I wished the same were true of me. Abby and Belvedere were both staring at me.

I took a deep breath. “She’s staying with her father?”

“For the time being. She’ll be right next door. You can pop over whenever you need a break, just like you used to.”

“I don’t think so.”

My mother sighed. “That was all a long time ago, Poppy. None of it was your fault, any more than it was hers. Susan couldn’t have been more professional with your grandfather or friendlier to us. She asked about you.”

“Did she?”

“Of course. I told her where you were and what you were doing. She said she’d like to see you. It’s a shame you two lost touch, but, well . . . we’ll talk when you get home. I’ll let you go now. You’re probably tired.”

“I am. Good night, Mama.” I hung up the phone and settled back into position on the sofa. Abby and I looked at one another. The doorbell rang. Abby shoved Belvedere off her lap and got up to answer it.

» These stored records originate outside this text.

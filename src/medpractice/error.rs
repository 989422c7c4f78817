use crate::model::{EntityKind, Id};
use serde::{Deserialize, Serialize};
use thiserror::Error;

#[derive(Error, Debug)]
pub enum PracticeError {
    #[error("{kind} not found: {id}")]
    NotFound { kind: EntityKind, id: Id },

    #[error("Validation failed: {0}")]
    ValidationFailed(String),

    #[error("Referenced {kind} does not exist: {id}")]
    ReferenceNotFound { kind: EntityKind, id: Id },

    #[error("Outside business hours: {0}")]
    OutOfBusinessHours(String),

    #[error("Physician {physician_id} is already booked (conflicts with appointment {conflicting_id})")]
    DoubleBooked { physician_id: Id, conflicting_id: Id },

    #[error("License number already in use: {0}")]
    DuplicateLicense(String),

    /// A remote server refused the request.
    #[error("{message}")]
    Rejected { kind: ErrorKind, message: String },

    #[error("IO error: {0}")]
    Io(#[from] std::io::Error),

    #[error("Serialization error: {0}")]
    Serialization(#[from] serde_json::Error),

    #[error("Store error: {0}")]
    Store(String),

    #[error("Config error: {0}")]
    Config(String),
}

/// Flat classification of [`PracticeError`], shared by the REST layer and the
/// remote client so both ends agree on what went wrong.
#[derive(Debug, Clone, Copy, PartialEq, Eq, Serialize, Deserialize)]
#[serde(rename_all = "snake_case")]
pub enum ErrorKind {
    NotFound,
    ValidationFailed,
    ReferenceNotFound,
    OutOfBusinessHours,
    DoubleBooked,
    DuplicateLicense,
    Storage,
}

impl PracticeError {
    pub fn kind(&self) -> ErrorKind {
        match self {
            PracticeError::NotFound { .. } => ErrorKind::NotFound,
            PracticeError::ValidationFailed(_) | PracticeError::Config(_) => {
                ErrorKind::ValidationFailed
            }
            PracticeError::ReferenceNotFound { .. } => ErrorKind::ReferenceNotFound,
            PracticeError::OutOfBusinessHours(_) => ErrorKind::OutOfBusinessHours,
            PracticeError::DoubleBooked { .. } => ErrorKind::DoubleBooked,
            PracticeError::DuplicateLicense(_) => ErrorKind::DuplicateLicense,
            PracticeError::Rejected { kind, .. } => *kind,
            PracticeError::Io(_) | PracticeError::Serialization(_) | PracticeError::Store(_) => {
                ErrorKind::Storage
            }
        }
    }
}

/// JSON body of every REST error response.
#[derive(Debug, Clone, PartialEq, Eq, Serialize, Deserialize)]
pub struct ErrorBody {
    pub error: ErrorKind,
    pub message: String,
}

impl From<&PracticeError> for ErrorBody {
    fn from(err: &PracticeError) -> Self {
        Self {
            error: err.kind(),
            message: err.to_string(),
        }
    }
}

impl From<ErrorBody> for PracticeError {
    fn from(body: ErrorBody) -> Self {
        PracticeError::Rejected {
            kind: body.error,
            message: body.message,
        }
    }
}

pub type Result<T> = std::result::Result<T, PracticeError>;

She set the pizza box down on the coffee table. Without looking at me, she said, “Susan Sava returns and you’re on the first plane back to Raleigh.” There was a long pause. “You’re not fit to travel.”

“I know that, but my grandfather . . .”

“Which is why I’m going with you.”

“What? Abby, you can’t. You’ve just taken a week off.”

“I can,” she replied firmly. “I have a million hours of annual leave, and I intend to use them. The ICU is fully staffed. I won’t have any trouble getting someone to cover for me. I’ll stay with my mother.”

I laughed. “Oh no, you won’t. Your mother’s favorite game is fingernails on a chalkboard. You wouldn’t last five minutes. Listen, my grandmother be damned, I’m not sleeping in that hard little bed next to her ironing pile. You and me, we’ll share a room at the Velvet Cloak Inn, my treat. It’s the least I can do.”

“I suppose it is,” Abby agreed. She handed me a slice of pizza, took one for herself, and sat back down. “You’ve just compared my mother to Captain Quint in Jaws.”

“I’m sorry,” I said. “I should have given her top billing.”

Abby sighed. “I’m not saying that it’s not accurate, only that it’s not nice. So, you can also spring for the plane tickets. I want the window seat. You can have that cramped one in the middle with no armrests.”